Apparemment, le dispositif L.A.E.P. est simple : un lieu, adapté aux enfants de moins de trois ans avec de l’espace, des jeux, des livres, deux ou trois accueillants, un temps de rencontre pour eux et vogue la galère…
Les professionnels qui travaillent là (psy en tous genres, travailleurs sociaux, paramédicaux…), on les appelle « accueillants ». Pour eux, pas de rendez-vous à prévoir, pas de dossier à remplir ni compte rendu à faire, pas de synthèse ni demande à élaborer, pas de lourdeur administrative ni paperasse, ce qui donne une légèreté de travail et une liberté folles.
Rien dans le « faire », mais tout dans l’écoute, la construction d’une pensée, d’une réflexion. Souvent, ce travail d’écoute, de soutien et d’accueil modifie la manière de travailler des accueillants dans les autres structures où ils interviennent, les pousse à réfléchir sur leur positionnement. On ne devient pas accueillant du jour au lendemain, il faut accepter de se laisser bousculer, sortir de l’agir, de l’urgence, se remettre en question, « supporter » un temps de stage alors qu’on est souvent professionnel aguerri ailleurs. C’est la force de ces « maisons » : avoir le temps, prendre le temps, réfléchir, construire une parole, une manière d’être. Pour que le cadre tienne et soit soutenant pour les familles qui fréquentent ces lieux, ce travail exige une disponibilité, une capacité d’écoute qui se peaufine au cours de rencontres entre accueillants environ une fois par mois.

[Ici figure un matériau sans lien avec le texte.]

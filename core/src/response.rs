//! API response wrapper with lazily decoded top-level sections.
//!
//! Every Tumblr response is an envelope of the form
//! `{"meta": {...}, "response": {...}, "errors": [...]}`. `Response` keeps the
//! raw body and decodes the envelope on first use; later calls reuse the
//! memoized sections.

use std::sync::OnceLock;

use serde::de::DeserializeOwned;
use serde::Deserialize;
use serde_json::{Map, Value};

use crate::error::ApiError;
use crate::http::find_header;

/// The decoded top-level sections of a response body. A section that is
/// missing, or that has an unexpected JSON type, is `None`.
#[derive(Debug, Clone, Default, PartialEq)]
pub struct Sections {
    pub meta: Option<Map<String, Value>>,
    pub result: Option<Map<String, Value>>,
    /// Kept as raw JSON: the API sends an array, older endpoints an object.
    pub errors: Option<Value>,
}

#[derive(Debug, Clone)]
pub struct Response {
    body: Vec<u8>,
    headers: Vec<(String, String)>,
    sections: OnceLock<Sections>,
}

#[derive(Deserialize)]
#[serde(bound(deserialize = "T: Deserialize<'de> + Default"))]
struct Envelope<T> {
    #[serde(default)]
    response: T,
}

impl Response {
    pub fn new(body: Vec<u8>, headers: Vec<(String, String)>) -> Self {
        Self {
            body,
            headers,
            sections: OnceLock::new(),
        }
    }

    pub fn body(&self) -> &[u8] {
        &self.body
    }

    pub fn headers(&self) -> &[(String, String)] {
        &self.headers
    }

    pub fn header(&self, name: &str) -> Option<&str> {
        find_header(&self.headers, name)
    }

    /// Decode the `meta`, `response` and `errors` sections.
    ///
    /// Fails with `EmptyBody` for a zero-length body and with `Decode` when
    /// the top level is not a JSON object. Once it has succeeded, further
    /// calls return the memoized sections without touching the body.
    pub fn populate(&self) -> Result<&Sections, ApiError> {
        if let Some(sections) = self.sections.get() {
            return Ok(sections);
        }
        if self.body.is_empty() {
            return Err(ApiError::EmptyBody);
        }
        let mut top: Map<String, Value> = serde_json::from_slice(&self.body)?;
        let sections = Sections {
            meta: take_object(&mut top, "meta"),
            result: take_object(&mut top, "response"),
            errors: top.remove("errors"),
        };
        Ok(self.sections.get_or_init(|| sections))
    }

    pub fn is_populated(&self) -> bool {
        self.sections.get().is_some()
    }

    pub fn meta(&self) -> Result<Option<&Map<String, Value>>, ApiError> {
        Ok(self.populate()?.meta.as_ref())
    }

    pub fn result(&self) -> Result<Option<&Map<String, Value>>, ApiError> {
        Ok(self.populate()?.result.as_ref())
    }

    pub fn errors(&self) -> Result<Option<&Value>, ApiError> {
        Ok(self.populate()?.errors.as_ref())
    }

    /// Deserialize the `response` section into `T`, defaulting it when the
    /// section is absent.
    pub fn decode<T>(&self) -> Result<T, ApiError>
    where
        T: DeserializeOwned + Default,
    {
        if self.body.is_empty() {
            return Err(ApiError::EmptyBody);
        }
        let envelope: Envelope<T> = serde_json::from_slice(&self.body)?;
        Ok(envelope.response)
    }
}

fn take_object(top: &mut Map<String, Value>, key: &str) -> Option<Map<String, Value>> {
    match top.remove(key) {
        Some(Value::Object(map)) => Some(map),
        _ => None,
    }
}

#[cfg(test)]
mod tests {
    use super::*;

    fn response(body: &str) -> Response {
        Response::new(body.as_bytes().to_vec(), Vec::new())
    }

    #[test]
    fn populate_extracts_all_sections() {
        let resp = response(
            r#"{"meta":{"status":200,"msg":"OK"},"response":{"posts":[]},"errors":[{"code":1}]}"#,
        );
        let sections = resp.populate().unwrap();
        assert_eq!(sections.meta.as_ref().unwrap()["msg"], "OK");
        assert!(sections.result.as_ref().unwrap().contains_key("posts"));
        assert!(sections.errors.as_ref().unwrap().is_array());
    }

    #[test]
    fn populate_empty_body_fails() {
        let err = response("").populate().unwrap_err();
        assert!(matches!(err, ApiError::EmptyBody));
    }

    #[test]
    fn populate_non_object_fails_with_decode_error() {
        for body in ["not json", "[1,2,3]", "\"text\"", "{"] {
            let err = response(body).populate().unwrap_err();
            assert!(matches!(err, ApiError::Decode(_)), "{body}");
        }
    }

    #[test]
    fn missing_sections_are_absent_not_errors() {
        let resp = response(r#"{"response":{"id":1}}"#);
        assert!(resp.meta().unwrap().is_none());
        assert!(resp.errors().unwrap().is_none());
        assert_eq!(resp.result().unwrap().unwrap()["id"], 1);
    }

    #[test]
    fn populate_is_memoized() {
        let resp = response(r#"{"meta":{"status":200}}"#);
        assert!(!resp.is_populated());
        let first = resp.populate().unwrap() as *const Sections;
        let second = resp.populate().unwrap() as *const Sections;
        assert!(resp.is_populated());
        assert_eq!(first, second);
    }

    #[test]
    fn decode_typed_result() {
        #[derive(Deserialize, Default)]
        struct Created {
            id: u64,
        }
        let created: Created = response(r#"{"response":{"id":77}}"#).decode().unwrap();
        assert_eq!(created.id, 77);

        let empty: Created = response("{}").decode().unwrap();
        assert_eq!(empty.id, 0);
    }

    #[test]
    fn header_lookup() {
        let resp = Response::new(
            Vec::new(),
            vec![("Location".to_string(), "https://x/avatar.png".to_string())],
        );
        assert_eq!(resp.header("LOCATION"), Some("https://x/avatar.png"));
    }
}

Pour les parents, pas de projet spécifique, genre « guidance parentale », ni conseils pédagogiques… Rien. Rien si ce n’est une présence, une écoute de la part des accueillants de ce qui se dit, se partage, une confiance dans le fait que les parents présents savent ce dont leurs enfants ont besoin, ou que, soutenus par cette présence attentive, ou aidés par l’expérience d’autres parents, ils vont le découvrir. Ils prennent conscience de leurs compétences, relativisent les difficultés (ou les prouesses !) de leurs enfants. Avec eux, ils font l’apprentissage de la séparation et de l’ouverture au monde. Dans ces échanges peuvent se dénouer bien des problématiques qui auraient pu devenir lourdes.
Pour les enfants, pas de projet d’apprentissage de la langue, de la propreté, de jeux psychomoteurs ou autres « ateliers » organisés pour eux. Rien. Rien, si ce n’est la liberté d’aller et venir, d’explorer, de toucher, de parler, de rencontrer, de s’éloigner dans la sécurité que donne un cadre clair, qui leur est signifié, et la présence d’un adulte bien connu.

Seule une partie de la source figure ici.